The repair of postburn deformities must prioritize function over form, must be based on careful assessment of the patient’s goals and desires, and should respect the timing and duration of physiologic scar maturation [22]. Achauer noted that the optimum timing of reconstructive surgery from a biological standpoint is diametrically opposed to the optimum timing from the standpoint of rehabilitation and the patient’s mental well-being [23]. Scar maturation usually occurs around 12 months post burn, and therefore most corrective procedures should be delayed at least this long. Others advocate waiting up to 2 years for full scar maturation before proceeding with reconstructive surgery [24]. Surgical manipulation of an active, red, immature scar is not only technically more difficult but also may be associated with renewed and more aggressive scar formation postoperatively. Furthermore, many hypertrophic scars tend to involute over time [22].

Clinical Pearls/Pitfalls

The successful incorporation of a tissue transfer for digital reconstruction should include several steps. A surgeon must identify the goals of the flap which ultimately provide landmarks for design, orientation, and anatomic application. This will allow for correct incision planning. The general health assessment of the patient, the source of blood flow to the flap, donor site and recipient site selection, and the optimum positioning and design of the flap are paramount to its success. The viability of the flap is directly and proportionally affected by the level of atraumatic technique used and the reduction in undermining peripherally to the flap. Hemostasis must remain a priority because hematoma formation can have devastating effects on flap survivability. Hematoma increases the risk of tissue necrosis, infection, and subsequent flap loss. The donor site must be evaluated for tissue mobility and elasticity in order to reduce tension after transposition. The manual pinch test is very useful for this indication. One should always have a backup plan when considering flap elevation and division due to the possibility of the flap failure. The adverse outcome can leave the patient with a large tissue deficit and impact healing and function. The intraoperative care of the flap does play a direct role in the success of the flap. Atraumatic dissection and careful handling of the flap are highly recommended. This involves the use of bipolar cautery, sharp dissection rather than cautery dissection, the use of skin hooks or fine-toothed forceps to handle tissue, and delicate handling of the flap. Care should be taken to avoid compromising the flap’s blood supply by traumatizing the base or twisting or kinking the base during movement. Nonreactive sutures are preferred for closure, and deep absorbable sutures should be avoided when possible.

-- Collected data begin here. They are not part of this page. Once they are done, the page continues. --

//! Domain Layer - Pure filter logic
//!
//! This layer contains:
//! - Packed bit array
//! - Hash seeding and probe generation
//! - Parameter calculations
//! - Configuration
//! - Core Bloom filter
//! - Lock-guarded wrapper for shared use
//!
//! RULES:
//! - No I/O operations
//! - No async code

pub mod bit_array;
pub mod bloom_filter;
pub mod config;
pub mod hash_functions;
pub mod parameters;
pub mod shared;

pub use bit_array::BitArray;
pub use bloom_filter::BloomFilter;
pub use config::{BloomConfig, BloomConfigBuilder};
pub use hash_functions::{probe_positions, HashScheme, ProbeGenerator};
pub use parameters::{calculate_fpr, calculate_parameters, FilterParameters};
pub use shared::SharedBloomFilter;
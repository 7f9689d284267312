//! Bloom filter configuration and validation
//!
//! # Example
//!
//! ```
//! use probably::{BloomConfigBuilder, HashScheme};
//!
//! let config = BloomConfigBuilder::new()
//!     .filter_size(10_000)
//!     .fp_rate(0.001)
//!     .hash_scheme(HashScheme::Sha2)
//!     .build()
//!     .expect("valid config");
//! assert_eq!(config.filter_size, 10_000);
//! ```

use serde::{Deserialize, Serialize};

use super::hash_functions::HashScheme;
use crate::error::FilterError;

/// Bloom filter configuration
///
/// Two filters can be merged only when their configurations are equal.
#[derive(Clone, Debug, PartialEq, Serialize, Deserialize)]
pub struct BloomConfig {
    /// Expected number of elements (n)
    pub filter_size: usize,
    /// Target false positive rate, strictly between 0 and 1
    pub fp_rate: f64,
    /// Hash functions seeding the probe generator
    #[serde(default)]
    pub hash_scheme: HashScheme,
}

impl Default for BloomConfig {
    fn default() -> Self {
        Self {
            filter_size: 1000,
            fp_rate: 0.01,
            hash_scheme: HashScheme::default(),
        }
    }
}

impl BloomConfig {
    /// Create a new configuration with validation
    pub fn new(filter_size: usize, fp_rate: f64) -> Result<Self, FilterError> {
        let config = Self {
            filter_size,
            fp_rate,
            hash_scheme: HashScheme::default(),
        };
        config.validate()?;
        Ok(config)
    }

    /// Parse and validate a configuration from JSON
    pub fn from_json(json: &str) -> Result<Self, FilterError> {
        let config: BloomConfig =
            serde_json::from_str(json).map_err(|e| FilterError::ConfigParse(e.to_string()))?;
        config.validate()?;
        Ok(config)
    }

    /// Reject sizes and rates that make the sizing formulas degenerate
    pub fn validate(&self) -> Result<(), FilterError> {
        if self.filter_size == 0 {
            return Err(FilterError::InvalidConfiguration(
                "filter_size must be at least 1".to_string(),
            ));
        }

        // Also rejects NaN
        if !(self.fp_rate > 0.0 && self.fp_rate < 1.0) {
            return Err(FilterError::InvalidConfiguration(format!(
                "fp_rate must be in (0, 1), got {}",
                self.fp_rate
            )));
        }

        Ok(())
    }

    /// Builder-style method to set the hash scheme
    pub fn with_hash_scheme(mut self, scheme: HashScheme) -> Self {
        self.hash_scheme = scheme;
        self
    }
}

/// Builder for BloomConfig with validation
#[derive(Default)]
pub struct BloomConfigBuilder {
    filter_size: Option<usize>,
    fp_rate: Option<f64>,
    hash_scheme: Option<HashScheme>,
}

impl BloomConfigBuilder {
    /// Create a new builder with default values
    pub fn new() -> Self {
        Self::default()
    }

    /// Set the expected number of elements
    pub fn filter_size(mut self, size: usize) -> Self {
        self.filter_size = Some(size);
        self
    }

    /// Set the target false positive rate
    pub fn fp_rate(mut self, rate: f64) -> Self {
        self.fp_rate = Some(rate);
        self
    }

    /// Set the hash scheme
    pub fn hash_scheme(mut self, scheme: HashScheme) -> Self {
        self.hash_scheme = Some(scheme);
        self
    }

    /// Build the BloomConfig, validating all parameters
    pub fn build(self) -> Result<BloomConfig, FilterError> {
        let defaults = BloomConfig::default();

        let config = BloomConfig {
            filter_size: self.filter_size.unwrap_or(defaults.filter_size),
            fp_rate: self.fp_rate.unwrap_or(defaults.fp_rate),
            hash_scheme: self.hash_scheme.unwrap_or(defaults.hash_scheme),
        };

        config.validate()?;
        Ok(config)
    }
}

#[cfg(test)]
mod tests {
    use super::*;

    #[test]
    fn test_default_config_is_valid() {
        let config = BloomConfig::default();
        assert!(config.validate().is_ok());
        assert_eq!(config.hash_scheme, HashScheme::Murmur3);
    }

    #[test]
    fn test_config_validation_rejects_zero_size() {
        let result = BloomConfig::new(0, 0.01);
        assert!(matches!(result, Err(FilterError::InvalidConfiguration(_))));
    }

    #[test]
    fn test_config_validation_rejects_fp_rate_out_of_range() {
        for fp_rate in [0.0, 1.0, -0.5, 1.5, f64::NAN, f64::INFINITY] {
            let result = BloomConfig::new(100, fp_rate);
            assert!(
                matches!(result, Err(FilterError::InvalidConfiguration(_))),
                "fp_rate {} should be rejected",
                fp_rate
            );
        }
    }

    #[test]
    fn test_config_validation_accepts_valid_values() {
        assert!(BloomConfig::new(1, 0.5).is_ok());
        assert!(BloomConfig::new(100, 0.001).is_ok());
        assert!(BloomConfig::new(1_000_000, 1e-9).is_ok());
    }

    #[test]
    fn test_builder_creates_valid_config() {
        let config = BloomConfigBuilder::new()
            .filter_size(500)
            .fp_rate(0.05)
            .hash_scheme(HashScheme::Sha2)
            .build()
            .unwrap();

        assert_eq!(config.filter_size, 500);
        assert_eq!(config.fp_rate, 0.05);
        assert_eq!(config.hash_scheme, HashScheme::Sha2);
    }

    #[test]
    fn test_builder_uses_defaults() {
        let config = BloomConfigBuilder::new().build().unwrap();
        assert_eq!(config, BloomConfig::default());
    }

    #[test]
    fn test_builder_rejects_invalid() {
        let result = BloomConfigBuilder::new().fp_rate(1.0).build();
        assert!(matches!(result, Err(FilterError::InvalidConfiguration(_))));
    }

    #[test]
    fn test_from_json() {
        let config =
            BloomConfig::from_json(r#"{"filter_size": 100, "fp_rate": 0.001, "hash_scheme": "sha2"}"#)
                .unwrap();
        assert_eq!(config.filter_size, 100);
        assert_eq!(config.hash_scheme, HashScheme::Sha2);

        let config = BloomConfig::from_json(r#"{"filter_size": 100, "fp_rate": 0.001}"#).unwrap();
        assert_eq!(config.hash_scheme, HashScheme::Murmur3, "Scheme defaults when omitted");
    }

    #[test]
    fn test_from_json_rejects_bad_input() {
        assert!(matches!(
            BloomConfig::from_json("not json"),
            Err(FilterError::ConfigParse(_))
        ));
        assert!(matches!(
            BloomConfig::from_json(r#"{"filter_size": 0, "fp_rate": 0.1}"#),
            Err(FilterError::InvalidConfiguration(_))
        ));
    }

    #[test]
    fn test_config_roundtrips_through_json() {
        let config = BloomConfig::default().with_hash_scheme(HashScheme::Sha2);
        let json = serde_json::to_string(&config).unwrap();
        assert!(json.contains("\"sha2\""));
        assert_eq!(BloomConfig::from_json(&json).unwrap(), config);
    }
}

Advancement flaps should be placed so as to benefit from the elasticity of the surrounding skin while bearing in mind the regional blood supply. They should be perpendicular to the RSTL and advance in a movement parallel to the LME. Although advancement flaps allow for closure of the donor and defect simultaneously, their use can be limited in the foot, due to mobility restrictions and the need for broad exposure to underlying osseous pathology.

Summary

The bilobed flap, V-Y skin plasty, and Z-plasty are extremely useful adjunctive procedures for correction of digital deformities. Multiple geometric constructs have been described, and each has its own unique principles which can be adapted to certain locations and conditions. The versatility, reproducibility, and long-term functional outcomes that these flaps provide are well known and should be utilized where appropriate by today’s foot and ankle surgeon.